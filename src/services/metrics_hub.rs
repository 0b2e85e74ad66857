// Metrics Hub
//
// 系统指标的可观察数据源：监控方发布快照，各窗口订阅

use tauri::async_runtime::{self, JoinHandle};
use tokio::sync::watch;

use crate::models::SystemSnapshot;

pub struct MetricsHub {
    tx: watch::Sender<SystemSnapshot>,
}

impl MetricsHub {
    pub fn new() -> Self {
        let (tx, _rx) = watch::channel(SystemSnapshot::default());
        Self { tx }
    }

    /// 替换当前快照并通知所有订阅者
    pub fn publish(&self, snapshot: SystemSnapshot) {
        self.tx.send_replace(snapshot);
    }

    pub fn current(&self) -> SystemSnapshot {
        self.tx.borrow().clone()
    }

    /// 订阅后续的快照更新；返回的 [`Subscription`] 被丢弃时自动退订
    pub fn subscribe<F>(&self, mut handler: F) -> Subscription
    where
        F: FnMut(SystemSnapshot) + Send + 'static,
    {
        let mut rx = self.tx.subscribe();
        let handle = async_runtime::spawn(async move {
            while rx.changed().await.is_ok() {
                let snapshot = rx.borrow_and_update().clone();
                handler(snapshot);
            }
            tracing::debug!("指标发布端已关闭，订阅结束");
        });
        Subscription {
            handle: Some(handle),
        }
    }
}

impl Default for MetricsHub {
    fn default() -> Self {
        Self::new()
    }
}

#[must_use = "丢弃 Subscription 会立即退订"]
pub struct Subscription {
    handle: Option<JoinHandle<()>>,
}

impl Subscription {
    pub fn unsubscribe(mut self) {
        self.cancel();
    }

    fn cancel(&mut self) {
        if let Some(handle) = self.handle.take() {
            handle.abort();
        }
    }
}

impl Drop for Subscription {
    fn drop(&mut self) {
        self.cancel();
    }
}
pub mod logger;

// 导出日志初始化与热重载
pub use logger::{init_logger, set_log_level, LoggerGuard};

// 重新导出 tracing 核心功能
pub use tracing::{debug, error, info, instrument, trace, warn};
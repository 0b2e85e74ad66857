pub mod config;
pub mod metrics;

pub use config::{AlertConfig, AppConfig, LogConfig, LogFormat, LogLevel, LogOutput};
pub use metrics::{AlertAction, OffendingProcess, SystemSnapshot};

use serde::{Deserialize, Serialize};

/// 概览窗口中可点击的小组件对应的详情页
#[derive(Serialize, Deserialize, Debug, Clone, Copy, PartialEq, Eq, Hash)]
#[serde(rename_all = "lowercase")]
pub enum Route {
    Overview,
    Storage,
    Memory,
    Battery,
    Cpu,
    Network,
}

impl Route {
    pub const ALL: [Route; 6] = [
        Route::Overview,
        Route::Storage,
        Route::Memory,
        Route::Battery,
        Route::Cpu,
        Route::Network,
    ];

    pub fn as_str(&self) -> &'static str {
        match self {
            Route::Overview => "overview",
            Route::Storage => "storage",
            Route::Memory => "memory",
            Route::Battery => "battery",
            Route::Cpu => "cpu",
            Route::Network => "network",
        }
    }

    /// 前端 hash 路由，例如 `/memory`
    pub fn path(&self) -> String {
        format!("/{}", self.as_str())
    }

    pub fn parse(value: &str) -> Option<Self> {
        let value = value.trim().trim_start_matches('/');
        Route::ALL.into_iter().find(|r| r.as_str() == value)
    }
}

#[cfg(test)]
mod tests {
    use super::*;

    #[test]
    fn test_route_parse() {
        assert_eq!(Route::parse("memory"), Some(Route::Memory));
        assert_eq!(Route::parse("/network"), Some(Route::Network));
        assert_eq!(Route::parse("settings"), None);
    }

    #[test]
    fn test_route_serde_lowercase() {
        let json = serde_json::to_string(&Route::Cpu).unwrap();
        assert_eq!(json, "\"cpu\"");
        let route: Route = serde_json::from_str("\"battery\"").unwrap();
        assert_eq!(route, Route::Battery);
        assert_eq!(route.path(), "/battery");
    }
}
//! Gregorian day-count primitives shared by the ISO-based calendars.
//!
//! Conversion between `(year, month, day)` and epoch days is delegated to
//! `chrono::NaiveDate`; only the leap rule and month lengths are computed here.

use chrono::{Datelike, NaiveDate};

use crate::consts::{
    CENTURY_CYCLE, DAYS_CE_TO_UNIX_EPOCH, DAYS_IN_MONTH, DAYS_PER_WEEK, FEBRUARY, FEBRUARY_DAYS_LEAP,
    GREGORIAN_CYCLE, LEAP_YEAR_CYCLE, MONTHS_PER_YEAR,
};

pub(crate) const fn is_leap_year(year: i64) -> bool {
    (year % LEAP_YEAR_CYCLE == 0 && year % CENTURY_CYCLE != 0) || (year % GREGORIAN_CYCLE == 0)
}

pub(crate) const fn days_in_month(year: i64, month: u32) -> u32 {
    debug_assert!(month != 0 && month <= MONTHS_PER_YEAR);

    if month == FEBRUARY && is_leap_year(year) {
        FEBRUARY_DAYS_LEAP
    } else {
        DAYS_IN_MONTH[month as usize]
    }
}

pub(crate) const fn days_in_year(year: i64) -> u32 {
    if is_leap_year(year) { 366 } else { 365 }
}

/// Inclusive ISO year bounds whose every day chrono can represent.
pub(crate) fn year_bounds() -> (i64, i64) {
    (i64::from(NaiveDate::MIN.year()) + 1, i64::from(NaiveDate::MAX.year()) - 1)
}

/// Epoch day of a valid ISO date, `None` if the date does not exist.
pub(crate) fn epoch_day(year: i64, month: u32, day: u32) -> Option<i64> {
    let year = i32::try_from(year).ok()?;
    let date = NaiveDate::from_ymd_opt(year, month, day)?;
    Some(i64::from(date.num_days_from_ce()) - DAYS_CE_TO_UNIX_EPOCH)
}

/// ISO `(year, month, day)` of an epoch day, `None` outside chrono's range.
pub(crate) fn from_epoch_day(epoch_day: i64) -> Option<(i64, u32, u32)> {
    let days_from_ce = i32::try_from(epoch_day.checked_add(DAYS_CE_TO_UNIX_EPOCH)?).ok()?;
    let date = NaiveDate::from_num_days_from_ce_opt(days_from_ce)?;
    Some((i64::from(date.year()), date.month(), date.day()))
}

/// Epoch day of an anchor written as `YYYY-MM-DD`.
pub(crate) fn parse_epoch_day(text: &str) -> Option<i64> {
    let date = NaiveDate::parse_from_str(text.trim(), crate::consts::ISO_DATE_FORMAT).ok()?;
    Some(i64::from(date.num_days_from_ce()) - DAYS_CE_TO_UNIX_EPOCH)
}

/// ISO day-of-week of an epoch day, Monday = 1 to Sunday = 7.
///
/// Calendar-independent: 1970-01-01 was a Thursday.
pub(crate) const fn day_of_week(epoch_day: i64) -> u32 {
    // rem_euclid keeps the result in 0..7, so the cast is lossless
    ((epoch_day + 3).rem_euclid(DAYS_PER_WEEK) + 1) as u32
}

#[cfg(test)]
mod tests {
    use super::*;

    #[test]
    fn test_is_leap_year_cases() {
        struct TestCase {
            year:        i64,
            is_leap:     bool,
            description: &'static str,
        }

        let cases = [
            TestCase {
                year:        2024,
                is_leap:     true,
                description: "divisible by 4",
            },
            TestCase {
                year:        2023,
                is_leap:     false,
                description: "not divisible by 4",
            },
            TestCase {
                year:        1900,
                is_leap:     false,
                description: "century not divisible by 400",
            },
            TestCase {
                year:        2000,
                is_leap:     true,
                description: "divisible by 400",
            },
            TestCase {
                year:        0,
                is_leap:     true,
                description: "year zero",
            },
            TestCase {
                year:        -4,
                is_leap:     true,
                description: "negative multiple of 4",
            },
            TestCase {
                year:        -100,
                is_leap:     false,
                description: "negative century",
            },
        ];

        for case in &cases {
            assert_eq!(
                is_leap_year(case.year),
                case.is_leap,
                "Year {} ({})",
                case.year,
                case.description
            );
        }
    }

    #[test]
    fn test_days_in_month_february() {
        assert_eq!(days_in_month(2023, 2), 28);
        assert_eq!(days_in_month(2024, 2), 29);
        assert_eq!(days_in_month(1900, 2), 28);
        assert_eq!(days_in_month(2000, 2), 29);
    }

    #[test]
    fn test_days_in_year() {
        assert_eq!(days_in_year(2023), 365);
        assert_eq!(days_in_year(2024), 366);
    }

    #[test]
    fn test_epoch_day_known_values() {
        assert_eq!(epoch_day(1970, 1, 1), Some(0));
        assert_eq!(epoch_day(1970, 1, 2), Some(1));
        assert_eq!(epoch_day(1969, 12, 31), Some(-1));
        assert_eq!(epoch_day(2000, 1, 1), Some(10_957));
        assert_eq!(epoch_day(2023, 2, 29), None);
    }

    #[test]
    fn test_from_epoch_day_known_values() {
        assert_eq!(from_epoch_day(0), Some((1970, 1, 1)));
        assert_eq!(from_epoch_day(10_957), Some((2000, 1, 1)));
        assert_eq!(from_epoch_day(-1), Some((1969, 12, 31)));
        assert_eq!(from_epoch_day(i64::MAX), None);
    }

    #[test]
    fn test_parse_epoch_day() {
        assert_eq!(parse_epoch_day("1970-01-01"), Some(0));
        assert_eq!(parse_epoch_day(" 2000-01-01 "), Some(10_957));
        assert_eq!(parse_epoch_day("2000-02-30"), None);
        assert_eq!(parse_epoch_day("yesterday"), None);
    }

    #[test]
    fn test_day_of_week() {
        // 1970-01-01 Thursday, 2000-01-01 Saturday, 1969-12-29 Monday
        assert_eq!(day_of_week(0), 4);
        assert_eq!(day_of_week(10_957), 6);
        assert_eq!(day_of_week(-3), 1);
        assert_eq!(day_of_week(-4), 7);
    }

    #[test]
    fn test_year_bounds_round_trip() {
        let (min, max) = year_bounds();
        assert!(min < 0 && max > 9999);
        let first = epoch_day(min, 1, 1).expect("min year must be representable");
        let last = epoch_day(max, 12, 31).expect("max year must be representable");
        assert_eq!(from_epoch_day(first), Some((min, 1, 1)));
        assert_eq!(from_epoch_day(last), Some((max, 12, 31)));
    }
}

To do: Of the lines in the listing, some hold the word "last". Report how many, and only that.

Answer to the problem: 2